Anti-Badiou, Part 1

Looking at my notes on Badiou, I'm realizing that this critique is likely to become a multi-page essay, not suitable to a single blog post. So I'm going to break it into pieces, and intersperse the postings with other topics. This leads to an administrative question: Anyone know of a resource for free, anonymous posting of PDF files?

Badiou and “Communism”: Ideas Masquerading as Hypotheses

Why should we care about Alain Badiou?

From a narrow perspective of political tendency, it would be hard to make a case. For nearly twenty years now, he has been associated with a practice of “politics without parties,” based on a syllogism that directly links the Bolshevik Party to the Stalinist party-state. As with any strict syllogism, the premise must be accepted to for the conclusions to follow. From a perspective that traces Stalinist rule to the annihilation of the Bolshevik Party, however unpopular such a view may conjuncturally be, then either the conclusions are false, or must be derived from different premises.

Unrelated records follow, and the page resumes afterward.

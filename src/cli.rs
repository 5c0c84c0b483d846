//! Command-line interface for strictly_reversi.

use clap::{Parser, Subcommand, ValueEnum};
use strictly_reversi::Color;

/// Strictly Reversi - Reversi engine with pluggable human and machine agents
#[derive(Parser, Debug)]
#[command(name = "strictly_reversi")]
#[command(about = "Reversi between humans and machine agents", long_about = None)]
#[command(version)]
pub struct Cli {
    /// Subcommand to run
    #[command(subcommand)]
    pub command: Command,
}

/// Side a human asks to play.
#[derive(ValueEnum, Clone, Copy, Debug, PartialEq, Eq)]
pub enum Side {
    /// Move first
    Black,
    /// Move second
    White,
}

impl From<Side> for Color {
    fn from(side: Side) -> Self {
        match side {
            Side::Black => Color::Black,
            Side::White => Color::White,
        }
    }
}

/// Available commands
#[derive(Subcommand, Debug)]
pub enum Command {
    /// Play at the terminal against the first-legal machine
    Play {
        /// Path to match configuration
        #[arg(short, long, default_value = "reversi.toml")]
        config: std::path::PathBuf,

        /// Number of matches to play
        #[arg(short, long, default_value = "1")]
        matches: u32,

        /// Color for the human when exactly one side is human
        #[arg(long, value_enum)]
        side: Option<Side>,

        /// Print a JSON snapshot after every ply instead of the board
        #[arg(long)]
        json: bool,
    },

    /// Let two first-legal machines play each other
    Selfplay {
        /// Number of matches to play
        #[arg(short, long, default_value = "2")]
        matches: u32,

        /// Keep colors fixed between matches
        #[arg(long)]
        no_rotate: bool,

        /// Print a JSON snapshot after every ply instead of the board
        #[arg(long)]
        json: bool,
    },
}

The reason to care about Alain Badiou is that, after decades of functioning as a (post-)Maoist militant and a metaphysician, he has discovered his true talent, his real calling, as a marketing genius. The juxtaposition of an adjective and a substantive, or a subject and a predicate, in a deliberately provocative manner may have been an ur-technique of the surrealists ("conquently the lion is a diamond"), but it was raised to the level of conscious artifice by the profession of advertisers and image-makers. So to the ranks of “revolutionary whitening systems,” “unforgettable mascara,” and “the children of Karl Marx and Coca-Cola,”—Godard, his fellow ex-“mao,” was also a bit of a publicist—we can now add “the communist hypothesis.”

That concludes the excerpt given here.